MANILA — The Philippines is moving on to the “refinement” of foreign policy that addresses “changing realities,” from the earlier friends to all, enemies to none to “friends to friends, enemies to enemies, and worse enemies to false friends,” Foreign Affairs Secretary Teodoro Locsin Jr. said on Wednesday.
At the vin d’honneur hosted for the diplomatic corps, Locsin said the Department of Foreign Affairs (DFA) has led national efforts to advance the country’s interests in the global arena for the past two years under the guidance of President Rodrigo Duterte.
“I am not here to reinvent the wheel; just to grease it and steer it away from potholes and ravines,” he told members of the diplomatic corps.
“I shall continue to implement the President’s directive to provide a ‘comfortable and secure life’ for all Filipinos, in every aspect of the country’s diplomacy and foreign policy,” he said.

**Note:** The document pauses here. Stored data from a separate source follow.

use crate::ports::outbound::LicenseEvaluator;
use crate::shared::Result;
use spdx::{Expression, LicenseItem, Licensee, ParseMode};

/// SpdxEvaluator adapter implementing SPDX expression satisfaction
///
/// The candidate (an agreed license) is turned into a set of licensees and
/// the declared expression is evaluated against them, so `MIT` satisfies
/// `(MIT OR Apache-2.0)` but not `(MIT AND Apache-2.0)`.
///
/// Declarations are parsed leniently, so lower-case operators and
/// imprecise license names are accepted.
#[derive(Debug, Clone, Copy, Default)]
pub struct SpdxEvaluator;

impl SpdxEvaluator {
    pub fn new() -> Self {
        Self
    }

    /// Licensees granted by an agreed license
    ///
    /// A compound candidate such as `MIT OR ISC` grants each of its terms.
    /// Licensees are built from the parsed requirements rather than
    /// re-parsed text, since a licensee never carries the `-or-later` or
    /// `+` marker: `GPL-2.0-or-later` grants the bare GNU license, which
    /// still satisfies a `GPL-2.0-or-later` declaration.
    fn licensees(candidate: &str) -> Result<Vec<Licensee>> {
        let expression = Expression::parse_mode(candidate, ParseMode::LAX).map_err(|e| {
            anyhow::anyhow!("Invalid agreed license \"{}\": {}", candidate, e)
        })?;

        Ok(expression
            .requirements()
            .map(|requirement| {
                let license = match &requirement.req.license {
                    LicenseItem::Spdx { id, .. } => LicenseItem::Spdx {
                        id: *id,
                        or_later: false,
                    },
                    other => other.clone(),
                };
                Licensee::new(license, requirement.req.exception)
            })
            .collect())
    }
}

impl LicenseEvaluator for SpdxEvaluator {
    fn satisfies(&self, candidate: &str, declared: &str) -> Result<bool> {
        let licensees = Self::licensees(candidate)?;
        let expression = Expression::parse_mode(declared, ParseMode::LAX)
            .map_err(|e| anyhow::anyhow!("Invalid SPDX expression \"{}\": {}", declared, e))?;

        Ok(expression.evaluate(|requirement| {
            licensees
                .iter()
                .any(|licensee| licensee.satisfies(requirement))
        }))
    }
}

He underscored the administration’s brand of “independent foreign policy,” reiterating what he told the DFA personnel last week.
“It is not independent foreign policy if you simply switch the master before whom you are kneeling; you are still on your knees,” he said.
“Independent foreign policy means getting off your knees, and on your feet and standing up for our country. That is true independence,” Locsin added.
Under former DFA chief Alan Peter Cayetano, the agency positioned the Philippines as a country seeking to be “friends to all and enemy to none.”
Locsin, who took his oath of office in Malacañang in October 2018, replaced Cayetano, who will run as congressman of Taguig City in the 2019 mid-term elections.
As mandated by the Constitution, presidents are required to pursue an independent course that would be protective of the country’s territorial integrity, sovereignty and its right to self-determination as anchored on the Philippines paramount national interest. (Joyce Ann L. Rocamora/PNA)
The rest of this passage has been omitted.